» Action item
Up to and including the final line, retype each line of the records below, starting with the one that contains "pub fn seed(&self)".

(Recorded data)
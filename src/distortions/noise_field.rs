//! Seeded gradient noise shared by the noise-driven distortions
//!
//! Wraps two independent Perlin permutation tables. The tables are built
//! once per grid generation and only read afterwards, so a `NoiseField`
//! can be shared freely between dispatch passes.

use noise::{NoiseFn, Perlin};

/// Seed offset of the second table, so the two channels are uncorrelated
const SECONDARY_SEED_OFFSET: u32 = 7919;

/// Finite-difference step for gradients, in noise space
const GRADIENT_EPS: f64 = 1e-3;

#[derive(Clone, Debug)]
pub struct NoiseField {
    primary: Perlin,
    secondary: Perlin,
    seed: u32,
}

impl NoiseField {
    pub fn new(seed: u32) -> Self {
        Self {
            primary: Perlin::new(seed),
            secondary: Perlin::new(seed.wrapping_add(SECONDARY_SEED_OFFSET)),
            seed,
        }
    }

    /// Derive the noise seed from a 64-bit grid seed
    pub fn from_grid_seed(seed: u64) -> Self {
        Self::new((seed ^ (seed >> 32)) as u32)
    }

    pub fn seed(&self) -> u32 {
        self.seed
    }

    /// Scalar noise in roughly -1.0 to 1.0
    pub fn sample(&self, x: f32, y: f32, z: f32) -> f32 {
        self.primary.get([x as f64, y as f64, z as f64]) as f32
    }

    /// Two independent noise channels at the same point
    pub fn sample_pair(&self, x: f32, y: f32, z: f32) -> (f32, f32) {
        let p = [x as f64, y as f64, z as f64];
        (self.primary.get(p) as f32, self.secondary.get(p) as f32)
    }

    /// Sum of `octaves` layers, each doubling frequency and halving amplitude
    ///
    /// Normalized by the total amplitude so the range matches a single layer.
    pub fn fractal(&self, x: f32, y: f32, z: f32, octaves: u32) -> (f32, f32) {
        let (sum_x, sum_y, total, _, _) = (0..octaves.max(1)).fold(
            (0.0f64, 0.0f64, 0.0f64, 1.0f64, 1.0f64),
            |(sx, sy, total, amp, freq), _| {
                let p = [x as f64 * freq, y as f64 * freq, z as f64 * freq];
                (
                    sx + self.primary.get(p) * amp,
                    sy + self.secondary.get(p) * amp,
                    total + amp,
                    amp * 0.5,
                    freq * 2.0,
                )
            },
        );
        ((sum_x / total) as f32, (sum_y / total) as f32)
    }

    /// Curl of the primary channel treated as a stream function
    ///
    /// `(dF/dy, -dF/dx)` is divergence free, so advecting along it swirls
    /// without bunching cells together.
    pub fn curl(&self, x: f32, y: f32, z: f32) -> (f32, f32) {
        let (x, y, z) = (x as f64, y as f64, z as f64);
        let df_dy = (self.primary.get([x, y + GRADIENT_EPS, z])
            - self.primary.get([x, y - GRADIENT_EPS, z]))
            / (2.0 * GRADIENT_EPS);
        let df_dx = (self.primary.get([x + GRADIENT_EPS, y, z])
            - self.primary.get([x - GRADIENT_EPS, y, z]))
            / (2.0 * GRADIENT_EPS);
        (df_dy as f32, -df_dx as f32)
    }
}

» Solution for this exercise
    pub fn seed(&self) -> u32 {
        self.seed
    }

    /// Scalar noise in roughly -1.0 to 1.0
    pub fn sample(&self, x: f32, y: f32, z: f32) -> f32 {
        self.primary.get([x as f64, y as f64, z as f64]) as f32
    }

    /// Two independent noise channels at the same point
    pub fn sample_pair(&self, x: f32, y: f32, z: f32) -> (f32, f32) {
        let p = [x as f64, y as f64, z as f64];
        (self.primary.get(p) as f32, self.secondary.get(p) as f32)
    }

    /// Sum of `octaves` layers, each doubling frequency and halving amplitude
    ///
    /// Normalized by the total amplitude so the range matches a single layer.
    pub fn fractal(&self, x: f32, y: f32, z: f32, octaves: u32) -> (f32, f32) {
        let (sum_x, sum_y, total, _, _) = (0..octaves.max(1)).fold(
            (0.0f64, 0.0f64, 0.0f64, 1.0f64, 1.0f64),
            |(sx, sy, total, amp, freq), _| {
                let p = [x as f64 * freq, y as f64 * freq, z as f64 * freq];
                (
                    sx + self.primary.get(p) * amp,
                    sy + self.secondary.get(p) * amp,
                    total + amp,
                    amp * 0.5,
                    freq * 2.0,
                )
            },
        );
        ((sum_x / total) as f32, (sum_y / total) as f32)
    }

    /// Curl of the primary channel treated as a stream function
    ///
    /// `(dF/dy, -dF/dx)` is divergence free, so advecting along it swirls
    /// without bunching cells together.
    pub fn curl(&self, x: f32, y: f32, z: f32) -> (f32, f32) {
        let (x, y, z) = (x as f64, y as f64, z as f64);
        let df_dy = (self.primary.get([x, y + GRADIENT_EPS, z])
            - self.primary.get([x, y - GRADIENT_EPS, z]))
            / (2.0 * GRADIENT_EPS);
        let df_dx = (self.primary.get([x + GRADIENT_EPS, y, z])
            - self.primary.get([x - GRADIENT_EPS, y, z]))
            / (2.0 * GRADIENT_EPS);
        (df_dy as f32, -df_dx as f32)
    }
}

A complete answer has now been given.